La yema de huevo es una fuente importante de luteína y zeaxantina, carotenoides con propiedades antioxidantes que se acumulan en la retina. Estos compuestos ayudan a proteger los ojos de los daños causados por la luz ultravioleta y pueden reducir el riesgo de enfermedades oculares relacionadas con la edad, como la degeneración macular.

El huevo es una fuente rica en proteínas.
El huevo es una fuente rica en proteínas. | Foto: Getty Images

- Colina:

La colina es un nutriente esencial presente en la yema de huevo que desempeña un papel crucial en la salud cerebral. Se ha asociado con el desarrollo del cerebro, la memoria y la función cognitiva. Además, la colina es un componente clave de la fosfatidilcolina, un fosfolípido que forma parte de las membranas celulares.

- Control del apetito:

Aunque las claras de huevo son bajas en calorías y una excelente fuente de proteínas, la yema puede desempeñar un papel crucial en el control del apetito. La combinación de proteínas y grasas saludables en la yema ayuda a mantener la sensación de saciedad, lo que puede ser beneficioso para aquellos que buscan perder peso de manera sostenible.

- Mejora de los niveles de Colesterol:

Durante mucho tiempo, se ha asociado el consumo de yema de huevo con un aumento en los niveles de colesterol. Sin embargo, estudios más recientes sugieren que el colesterol dietético tiene un impacto menor en los niveles de colesterol en sangre de lo que se pensaba anteriormente. De hecho, la yema de huevo contiene fosfolípidos que pueden tener efectos positivos en la salud cardiovascular.

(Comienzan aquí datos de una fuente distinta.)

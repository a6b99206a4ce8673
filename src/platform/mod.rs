//! Platform abstraction layer
//!
//! Handles browser/native differences for:
//! - Frame timing (requestAnimationFrame on web)
//! - Input coordinate mapping
//! - Canvas sizing

#[cfg(target_arch = "wasm32")]
pub mod frame;
pub mod input;

pub use input::{ClientRect, fit_to_container, pointer_to_field};
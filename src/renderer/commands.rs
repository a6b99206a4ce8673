//! Recorded draw calls
//!
//! A [`DrawTarget`] that stores calls instead of painting them. Used by the
//! headless runner and by tests to inspect what a frame would draw.

use super::DrawTarget;

#[derive(Debug, Clone, PartialEq)]
pub enum DrawCommand {
    Clear {
        x: f64,
        y: f64,
        width: f64,
        height: f64,
    },
    Stroke {
        x: f64,
        y: f64,
        width: f64,
        height: f64,
        color: String,
        line_width: f64,
    },
    Fill {
        x: f64,
        y: f64,
        width: f64,
        height: f64,
        color: String,
    },
}

/// Draw calls of the frames recorded since the last clear
#[derive(Debug, Clone, Default)]
pub struct DrawList {
    pub commands: Vec<DrawCommand>,
}

impl DrawList {
    /// Number of filled rectangles (player + enemies) in the list
    pub fn fill_count(&self) -> usize {
        self.commands
            .iter()
            .filter(|c| matches!(c, DrawCommand::Fill { .. }))
            .count()
    }
}

impl DrawTarget for DrawList {
    fn clear_rect(&mut self, x: f64, y: f64, width: f64, height: f64) {
        // A clear starts a new frame
        self.commands.clear();
        self.commands.push(DrawCommand::Clear {
            x,
            y,
            width,
            height,
        });
    }

    fn stroke_rect(&mut self, x: f64, y: f64, width: f64, height: f64, color: &str, line_width: f64) {
        self.commands.push(DrawCommand::Stroke {
            x,
            y,
            width,
            height,
            color: color.to_string(),
            line_width,
        });
    }

    fn fill_rect(&mut self, x: f64, y: f64, width: f64, height: f64, color: &str) {
        self.commands.push(DrawCommand::Fill {
            x,
            y,
            width,
            height,
            color: color.to_string(),
        });
    }
}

Si está preocupado por el colesterol, hable con un profesional de la salud. Para la mayoría de las personas, el consumo moderado de huevos no afecta negativamente los niveles de colesterol.

Clara de huevo
Al incorporar huevos completos de calidad en la alimentación, estará brindando al cuerpo una amplia gama de beneficios para la salud. | Foto: Getty Images

Cómo incorporar huevos completos en la dieta:

  • Desayuno equilibrado: Incluya huevos completos en el desayuno, ya sea en forma de revuelto, cocidos o como parte de un omelette lleno de vegetales.
  • Ensaladas nutritivas: Agregue huevos duros o pochados a sus ensaladas para obtener proteínas de alta calidad y nutrientes esenciales.
  • Meriendas sustanciosas: Prepare huevos cocidos como una merienda fácil y rica en proteínas para mantenerte lleno y energizado durante el día.
  • Recetas saludables: Incorpore huevos completos en recetas saludables como tortillas, quiches o batidos para aprovechar sus beneficios nutricionales.

*Este artículo fue creado con ayuda de una inteligencia artificial que utiliza machine learning para producir texto similar al humano, y curado por un periodista especializado de El País.